Hang on…one critical component remains in this tale of tales—how to transport the 250lb dinghy and its motor from a backyard to the sea? No hide nor hair of a towing vehicle or trailer in the backyard and frankly, Allen’s new bff was done with this operation and wanted only his finder’s fee. So, while Mike was away emptying his bank account, the police officer rung up everyone she knew who owns a truck. Allen, meanwhile, stood on the side of the road flagging down innocent souls who just happen to drive by in a pickup truck. The police officer won the prize by connecting with a landscape contractor who of course owns a pickup and agreed to swing by at precisely the same moment that Mike was returning from the ATM. Mike later told us that he couldn’t navigate the narrow lane back to the infamous backyard because there was a truck transporting an entire forest blocking the road. The landscaper completed his day job delivering six full-size palm trees and eventually returned with an empty truck bed to become a dinghy transporter.
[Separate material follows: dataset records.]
//! Reusable contractor test fixtures.
//!
//! - [`CountingContractor`]: shrinks intervals by a fixed factor and
//!   counts its invocations.
//! - [`WideningContractor`]: widens intervals, violating monotonicity.
//! - [`FailingContractor`]: fails deterministically after N calls.

use std::sync::atomic::{AtomicUsize, Ordering};

use tubenet_contractor::{Contractor, ScopeView, Signature};
use tubenet_core::{ContractError, DomainKind};
use tubenet_domain::{Domain, Interval};

/// Keeps the lower `keep` fraction of every bounded interval in its scope
/// and counts how often it runs.
///
/// `keep = 1.0` makes it a pure observer: it never changes anything, so
/// its call count shows exactly how often the network scheduled it.
pub struct CountingContractor {
    pub name: String,
    pub keep: f64,
    calls: AtomicUsize,
}

impl CountingContractor {
    pub fn new(name: impl Into<String>, keep: f64) -> Self {
        Self {
            name: name.into(),
            keep,
            calls: AtomicUsize::new(0),
        }
    }

    /// Number of invocations so far.
    pub fn calls(&self) -> usize {
        self.calls.load(Ordering::Relaxed)
    }
}

impl Contractor for CountingContractor {
    fn name(&self) -> &str {
        &self.name
    }

    fn signature(&self) -> Signature {
        Signature::Repeated(DomainKind::Interval)
    }

    fn contract(&self, scope: &mut ScopeView<'_>) -> Result<(), ContractError> {
        self.calls.fetch_add(1, Ordering::Relaxed);
        if self.keep >= 1.0 {
            return Ok(());
        }
        for pos in 0..scope.len() {
            let x = scope.interval(pos)?;
            if x.is_empty() || x.is_unbounded() {
                continue;
            }
            let cut = Interval::new(x.lb(), x.lb() + self.keep * x.diam());
            scope.narrow_interval(pos, &cut)?;
        }
        Ok(())
    }
}

/// Grows every interval in its scope by one on each side.
pub struct WideningContractor {
    pub name: String,
}

impl WideningContractor {
    pub fn new(name: impl Into<String>) -> Self {
        Self { name: name.into() }
    }
}

impl Contractor for WideningContractor {
    fn name(&self) -> &str {
        &self.name
    }

    fn signature(&self) -> Signature {
        Signature::Repeated(DomainKind::Interval)
    }

    fn contract(&self, scope: &mut ScopeView<'_>) -> Result<(), ContractError> {
        for pos in 0..scope.len() {
            let x = scope.interval(pos)?;
            scope.replace(pos, Domain::from(Interval::new(x.lb() - 1.0, x.ub() + 1.0)))?;
        }
        Ok(())
    }
}

/// Fails deterministically after a configurable number of successful calls.
///
/// Successful calls change nothing.
pub struct FailingContractor {
    pub name: String,
    pub succeed_count: usize,
    call_count: AtomicUsize,
}

impl FailingContractor {
    /// Create a contractor that succeeds `succeed_count` times then fails.
    pub fn new(name: impl Into<String>, succeed_count: usize) -> Self {
        Self {
            name: name.into(),
            succeed_count,
            call_count: AtomicUsize::new(0),
        }
    }
}

impl Contractor for FailingContractor {
    fn name(&self) -> &str {
        &self.name
    }

    fn contract(&self, _scope: &mut ScopeView<'_>) -> Result<(), ContractError> {
        let n = self.call_count.fetch_add(1, Ordering::Relaxed);
        if n >= self.succeed_count {
            return Err(ContractError::ExecutionFailed {
                reason: format!("{} failed on call {}", self.name, n + 1),
            });
        }
        Ok(())
    }
}

#[cfg(test)]
mod tests {
    use super::*;
    use tubenet_core::DomainId;
    use tubenet_domain::Domain;

    fn run(ctc: &dyn Contractor, domains: &mut [Domain]) -> Result<(), ContractError> {
        let scope: Vec<DomainId> = (0..domains.len() as u32).map(DomainId).collect();
        ctc.contract(&mut ScopeView::new(domains, &scope))
    }

    #[test]
    fn counting_halves_and_counts() {
        let ctc = CountingContractor::new("halve", 0.5);
        let mut d = vec![Domain::from(Interval::new(0.0, 8.0)), Domain::from(Interval::ALL_REALS)];
        run(&ctc, &mut d).unwrap();
        run(&ctc, &mut d).unwrap();
        assert_eq!(ctc.calls(), 2);
        assert_eq!(d[0].as_interval(), Some(&Interval::new(0.0, 2.0)));
        assert_eq!(d[1].as_interval(), Some(&Interval::ALL_REALS));
    }

    #[test]
    fn widening_grows() {
        let mut d = vec![Domain::from(Interval::new(0.0, 1.0))];
        run(&WideningContractor::new("w"), &mut d).unwrap();
        assert_eq!(d[0].as_interval(), Some(&Interval::new(-1.0, 2.0)));
    }

    #[test]
    fn failing_after_n() {
        let ctc = FailingContractor::new("f", 2);
        let mut d = vec![Domain::from(1.0)];
        assert!(run(&ctc, &mut d).is_ok());
        assert!(run(&ctc, &mut d).is_ok());
        assert_eq!(
            run(&ctc, &mut d),
            Err(ContractError::ExecutionFailed {
                reason: "f failed on call 3".into()
            })
        );
    }
}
Ronna and I finally got involved in the sting operation when Allen called us for help securing the marina crane. Oddly enough, we had just been wondering what that big blue rectangular thingee was. We hunted down the dockhand and asked if he would please be ever so kind as to engage the crane to lift our poor little dinghy, did you hear by the way that we found it??!!, back in the water. “Uh yeah, I can do that,” he responded slowly, glancing at his watch, certain that his workday was ending in 42 minutes when the clock struck 5. “I can do it tomorrow.” Ummm…we really need it to happen today. Our menfolk will be here any minute. It will be quick. It will be easy. We’ll help. Well maybe that last comment didn’t help our cause.
Minutes before the workday ended, the little dinghy hung from the air ready to return to the sea. Oh please don’t drop it now after everything we’ve been through. It splashed happily and safely back into the water and the crowd cheered.
and Exodus and their dinghy rejoiced in the reunion and lived happily ever after. Now…how to cancel that wire transfer for a new dinghy?